No Direito, isso pode levar a conclusões imprecisas, análises parciais e até reprodução de preconceitos estruturais, sendo inegociável a atenção redobrada de quem utiliza a ferramenta.

O olhar do CNJ: Resolução nº 615/2025

A Resolução do Conselho Nacional de Justiça (CNJ) nº 615/2025 foi criada para regular o uso da IA no Poder Judiciário, mas seus princípios podem (e devem) ser aplicados também na advocacia.

O texto normativo impõe salvaguardas como:

  • proibição de decisões autônomas por sistemas (Art. 19, §3, inciso II);
  • supervisão humana em todas as etapas (art. 2º, inciso V);
  • transparência e explicabilidade sobre a tecnologia utilizada (art. 3, inciso II e art. 22, § 3).

O objetivo é preservar segurança, confiabilidade e legitimidade.

Mesmo quando transpostos ao exercício da advocacia, os princípios da Resolução mantêm sua coerência: o papel da supervisão humana é irrenunciável. A tecnologia pode auxiliar, mas a responsabilidade e a palavra final devem permanecer com o profissional.

O que isso significa na prática

  • Advogados passam a exercer um papel ativo na curadoria do conteúdo gerado por IA: supervisionam, revisam os resultados e avaliam a confiabilidade das ferramentas utilizadas.
  • Empresas precisam estruturar contratos adequados com fornecedores de tecnologia, revisando cláusulas de responsabilidade, sigilo e privacidade.
  • Cidadãos e usuários em geral devem compreender que a IA responde com base nos comandos recebidos, e que inputs imprecisos, mal formulados ou sem contexto aumentam significativamente as chances de erro.

Em todos esses contextos, a IA pode apoiar. Mas é a inteligência humana que transforma tecnologia em ganho.

Conclusão:

O lado A da Inteligência Artificial impressiona: automação, produtividade, soluções rápidas.

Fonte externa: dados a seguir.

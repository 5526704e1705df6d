//! Blocks Harness: problem documents in, persisted reports out.
//!
//! The harness runs a problem through one of the search strategies
//! (`load_problem` → `run` → `write_report_dir`) and owns no search logic
//! of its own. Engines live in `blocks_search`; rules live in
//! `blocks_kernel`.

#![forbid(unsafe_code)]
#![deny(clippy::all)]
#![warn(clippy::pedantic)]

pub mod error;
pub mod input;
pub mod report_dir;
pub mod runner;

pub use error::HarnessError;
pub use input::{load_problem, parse_problem, ProblemDocument};
pub use report_dir::{
    read_graph, read_report_summary, read_solutions, write_report_dir, ReportSummary,
};
pub use runner::{run, RunReport, Strategy};
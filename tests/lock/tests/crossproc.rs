//! Cross-process determinism: spawn `search_fixture` under several working
//! directories and environment variants and require identical stdout.

use std::path::Path;
use std::process::Command;

/// `cargo test` puts test binaries in `target/<profile>/deps/`; the fixture
/// binary lives one level up.
fn binary_path() -> String {
    let mut path = std::env::current_exe()
        .expect("can resolve test binary path")
        .parent()
        .expect("binary dir exists")
        .parent()
        .expect("deps parent exists")
        .to_path_buf();
    path.push("search_fixture");
    path.to_string_lossy().to_string()
}

fn run_variant(work_dir: &Path, env_overrides: &[(&str, &str)]) -> String {
    let bin = binary_path();
    let mut command = Command::new(&bin);
    command
        .arg(lock_tests::fixture_path("scenario_b.json"))
        .current_dir(work_dir)
        .env_remove("LC_ALL")
        .env_remove("LANG")
        .env_remove("RUST_LOG");
    for &(key, val) in env_overrides {
        command.env(key, val);
    }
    let output = command
        .output()
        .unwrap_or_else(|e| panic!("failed to spawn {bin}: {e}"));
    assert!(
        output.status.success(),
        "search_fixture exited with {}: stderr={}",
        output.status,
        String::from_utf8_lossy(&output.stderr)
    );
    String::from_utf8(output.stdout).expect("stdout is valid UTF-8")
}

#[test]
fn crossproc_output_is_identical() {
    let tmp = tempfile::tempdir().unwrap();
    let workspace_root = Path::new(env!("CARGO_MANIFEST_DIR"))
        .parent()
        .and_then(Path::parent)
        .expect("workspace root exists");

    let baseline = run_variant(workspace_root, &[]);
    let other_cwd = run_variant(tmp.path(), &[("LC_ALL", "C")]);
    let noisy_logs = run_variant(
        tmp.path(),
        &[("LANG", "en_US.UTF-8"), ("RUST_LOG", "trace")],
    );

    assert_eq!(baseline, other_cwd);
    assert_eq!(baseline, noisy_logs);
}

#[test]
fn crossproc_output_reports_scenario_b() {
    let tmp = tempfile::tempdir().unwrap();
    let out = run_variant(tmp.path(), &[]);
    let lines: Vec<&str> = out.lines().collect();
    assert!(lines.contains(&"solution=LayDown(4),Move(3, 4)"), "{out}");
    assert!(lines.contains(&"reverse_solution_len=2"), "{out}");
    assert!(lines.contains(&"exhaustive_complete=true"), "{out}");
    let digest = lines
        .iter()
        .find_map(|l| l.strip_prefix("graph_digest="))
        .expect("graph_digest line");
    assert!(digest.starts_with("sha256:"));
    assert_eq!(digest.len(), "sha256:".len() + 64);
}
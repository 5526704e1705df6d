//! `apply()`: apply an action to a `BlocksState`, producing a new state.
//!
//! The single entry point for state change. Works on a copy and never
//! trusts the caller's earlier legality check:
//! 1. Precondition check against the input state, via the shared predicates.
//! 2. Effect on the copy.
//! 3. Post-apply validation: the effect must touch only the acting object,
//!    and only the field the action kind declares.

use crate::domain::object::ObjectId;
use crate::domain::predicates::{can_lie_down, can_receive, is_movable, would_create_cycle};
use crate::domain::state::BlocksState;
use crate::operators::action::Action;

/// Typed failure for action application. Fail-closed: the input state is
/// never modified.
#[derive(Debug, Clone, PartialEq, Eq, thiserror::Error)]
pub enum ApplyFailure {
    #[error("object {id} is not in the state")]
    UnknownObject { id: ObjectId },
    #[error("object {object} cannot be placed on itself")]
    SelfTarget { object: ObjectId },
    #[error("object {object} cannot be lifted")]
    NotMovable { object: ObjectId },
    #[error("object {target} cannot receive another object")]
    CannotReceive { target: ObjectId },
    #[error("placing {object} on {target} would close a support cycle")]
    WouldCreateCycle { object: ObjectId, target: ObjectId },
    #[error("object {object} has no orientation to change")]
    NotOrientable { object: ObjectId },
    /// The effect touched more than the declared field. A logic defect.
    #[error("effect contract violated: {detail}")]
    EffectContractViolation { detail: String },
}

/// A successful application.
#[derive(Debug, Clone, PartialEq, Eq)]
pub struct Transition {
    pub state: BlocksState,
    pub description: String,
}

/// Result type for apply.
pub type ApplyResult = Result<Transition, ApplyFailure>;

/// Apply `action` to `state`.
///
/// Moves set the object's support to the target. `LayDown` and `StandUp`
/// set the lying flag; both succeed unchanged when the object is already in
/// the requested orientation.
///
/// # Errors
///
/// Returns [`ApplyFailure`] when an id is unknown, the mover is covered or
/// is the table, the target cannot receive, the move would close a cycle,
/// or the object has no orientation (cube or table).
pub fn apply(state: &BlocksState, action: &Action) -> ApplyResult {
    let object = action.object();
    if !state.contains(object) {
        return Err(ApplyFailure::UnknownObject { id: object });
    }

    let mut next = state.clone();
    match *action {
        Action::Move { target, .. } | Action::MoveTo { target, .. } => {
            check_move(state, object, target)?;
            next.set_support(object, target);
        }
        Action::LayDown { .. } => {
            check_orientable(state, object)?;
            next.set_lying(object, true);
        }
        Action::StandUp { .. } => {
            check_orientable(state, object)?;
            next.set_lying(object, false);
        }
    }

    validate_effect(state, &next, action)?;

    Ok(Transition {
        description: action.describe(state.catalog()),
        state: next,
    })
}

fn check_move(state: &BlocksState, object: ObjectId, target: ObjectId) -> Result<(), ApplyFailure> {
    if !state.contains(target) {
        return Err(ApplyFailure::UnknownObject { id: target });
    }
    if target == object {
        return Err(ApplyFailure::SelfTarget { object });
    }
    if !is_movable(state, object) {
        return Err(ApplyFailure::NotMovable { object });
    }
    if would_create_cycle(state, object, target) {
        return Err(ApplyFailure::WouldCreateCycle { object, target });
    }
    if !can_receive(state, target) {
        return Err(ApplyFailure::CannotReceive { target });
    }
    Ok(())
}

fn check_orientable(state: &BlocksState, object: ObjectId) -> Result<(), ApplyFailure> {
    if can_lie_down(state, object) {
        return Ok(());
    }
    if is_movable(state, object) {
        Err(ApplyFailure::NotOrientable { object })
    } else {
        Err(ApplyFailure::NotMovable { object })
    }
}

/// Compare the two states object by object.
fn validate_effect(
    before: &BlocksState,
    after: &BlocksState,
    action: &Action,
) -> Result<(), ApplyFailure> {
    let acting = action.object();
    for (old, new) in before.objects().zip(after.objects()) {
        if old.id != acting {
            if old != new {
                return Err(ApplyFailure::EffectContractViolation {
                    detail: format!("{action} changed bystander {}", old.id),
                });
            }
            continue;
        }
        let support_changed = old.support != new.support;
        let lying_changed = old.lying != new.lying;
        let ok = if action.is_move() {
            !lying_changed && new.support == action.target()
        } else {
            !support_changed
        };
        if !ok {
            return Err(ApplyFailure::EffectContractViolation {
                detail: format!(
                    "{action}: support {:?} -> {:?}, lying {} -> {}",
                    old.support, new.support, old.lying, new.lying
                ),
            });
        }
    }
    Ok(())
}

Mas, como em um bom disco de vinil, é no lado B que se revela o artista de verdade, onde moram as faixas menos comerciais, mais cruas e, por vezes, imperfeitas. Assim também são os bastidores da IA: é ali que surgem as falhas — algumas sutis, outras capazes de gerar impactos significativos.

A Resolução CNJ nº 615/2025 nos lembra que, por mais sofisticada que seja a tecnologia, seu uso precisa ser guiado por atenção, espírito crítico, maturidade e, sobretudo, domínio técnico.

[1] Um exemplo emblemático de aplicação bem-sucedida da IA no setor público é a Elis, desenvolvida pelo Tribunal de Justiça de Pernambuco (TJPE). Enquanto a triagem manual de cerca de 70 mil processos leva, em média, um ano e meio, a Elis é capaz de analisar mais de 80 mil em apenas 15 dias — um salto exponencial em eficiência e produtividade.